§ Your instructions:
Output all of the listing below, leaving every line unchanged.
::::
impl Strategy {
    /// Name used in logs and reports
    pub fn name(&self) -> &'static str {
        match self {
            Strategy::TTest => "t_test",
            Strategy::KendallTau => "kendall_tau",
            Strategy::MinMax => "min_max",
            Strategy::LinearWeight => "linear_weight",
            Strategy::Elimination { .. } => "elimination",
        }
    }

    /// Label that tells apart every configured strategy.
    ///
    /// Equal to [`Strategy::name`] except for elimination, which also carries
    /// its schedule: `elimination_t10_r0.5`.
    pub fn label(&self) -> String {
        match self {
            Strategy::Elimination {
                target_count,
                shrink_ratio,
            } => format!("elimination_t{}_r{}", target_count, shrink_ratio),
            other => other.name().to_string(),
        }
    }

    /// Whether scoring trains the classifier
    pub fn uses_trainer(&self) -> bool {
        matches!(self, Strategy::LinearWeight | Strategy::Elimination { .. })
    }

    /// Score `features` of `data`.
    ///
    /// Statistical strategies return one score per feature in input order.
    /// `Elimination` only returns its survivors, best first.
    pub fn score<T>(&self, trainer: &T, data: &BinaryDataset, features: &[FeatureIndex]) -> Result<Vec<FeatureScore>>
    where
        T: Trainer,
        T::Model: LinearModel,
    {
        Ok(self.score_with_weights(trainer, data, features)?.scores)
    }

    /// Like [`Strategy::score`], keeping the terminal model weights of an
    /// elimination run
    pub fn score_with_weights<T>(
        &self,
        trainer: &T,
        data: &BinaryDataset,
        features: &[FeatureIndex],
    ) -> Result<StrategyScores>
    where
        T: Trainer,
        T::Model: LinearModel,
    {
        data.check_features(features)?;
        log::debug!("Scoring {} features with {}", features.len(), self.name());

        let scores = match *self {
            Strategy::TTest => per_feature(data, features, welch_t_test),
            Strategy::KendallTau => per_feature(data, features, kendall_tau_b),
            Strategy::MinMax => per_feature(data, features, min_max_gap),
            Strategy::LinearWeight => {
                let model = trainer
                    .train(data, &data.all_rows(), features)
                    .map_err(|e| e.in_training(0, None))?;
                features
                    .iter()
                    .zip(model.weights())
                    .map(|(&feature, &w)| FeatureScore::with_aux(feature, w.abs(), w))
                    .collect()
            }
            Strategy::Elimination {
                target_count,
                shrink_ratio,
            } => {
                let result = RecursiveEliminationLoop::new(target_count, shrink_ratio)?.run(trainer, data, features)?;
                return Ok(StrategyScores {
                    scores: result.feature_scores(),
                    final_weights: Some(result.final_weights),
                });
            }
        };
        Ok(StrategyScores {
            scores,
            final_weights: None,
        })
    }
}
::::
§ The answer:
impl Strategy {
    /// Name used in logs and reports
    pub fn name(&self) -> &'static str {
        match self {
            Strategy::TTest => "t_test",
            Strategy::KendallTau => "kendall_tau",
            Strategy::MinMax => "min_max",
            Strategy::LinearWeight => "linear_weight",
            Strategy::Elimination { .. } => "elimination",
        }
    }

    /// Label that tells apart every configured strategy.
    ///
    /// Equal to [`Strategy::name`] except for elimination, which also carries
    /// its schedule: `elimination_t10_r0.5`.
    pub fn label(&self) -> String {
        match self {
            Strategy::Elimination {
                target_count,
                shrink_ratio,
            } => format!("elimination_t{}_r{}", target_count, shrink_ratio),
            other => other.name().to_string(),
        }
    }

    /// Whether scoring trains the classifier
    pub fn uses_trainer(&self) -> bool {
        matches!(self, Strategy::LinearWeight | Strategy::Elimination { .. })
    }

    /// Score `features` of `data`.
    ///
    /// Statistical strategies return one score per feature in input order.
    /// `Elimination` only returns its survivors, best first.
    pub fn score<T>(&self, trainer: &T, data: &BinaryDataset, features: &[FeatureIndex]) -> Result<Vec<FeatureScore>>
    where
        T: Trainer,
        T::Model: LinearModel,
    {
        Ok(self.score_with_weights(trainer, data, features)?.scores)
    }

    /// Like [`Strategy::score`], keeping the terminal model weights of an
    /// elimination run
    pub fn score_with_weights<T>(
        &self,
        trainer: &T,
        data: &BinaryDataset,
        features: &[FeatureIndex],
    ) -> Result<StrategyScores>
    where
        T: Trainer,
        T::Model: LinearModel,
    {
        data.check_features(features)?;
        log::debug!("Scoring {} features with {}", features.len(), self.name());

        let scores = match *self {
            Strategy::TTest => per_feature(data, features, welch_t_test),
            Strategy::KendallTau => per_feature(data, features, kendall_tau_b),
            Strategy::MinMax => per_feature(data, features, min_max_gap),
            Strategy::LinearWeight => {
                let model = trainer
                    .train(data, &data.all_rows(), features)
                    .map_err(|e| e.in_training(0, None))?;
                features
                    .iter()
                    .zip(model.weights())
                    .map(|(&feature, &w)| FeatureScore::with_aux(feature, w.abs(), w))
                    .collect()
            }
            Strategy::Elimination {
                target_count,
                shrink_ratio,
            } => {
                let result = RecursiveEliminationLoop::new(target_count, shrink_ratio)?.run(trainer, data, features)?;
                return Ok(StrategyScores {
                    scores: result.feature_scores(),
                    final_weights: Some(result.final_weights),
                });
            }
        };
        Ok(StrategyScores {
            scores,
            final_weights: None,
        })
    }
}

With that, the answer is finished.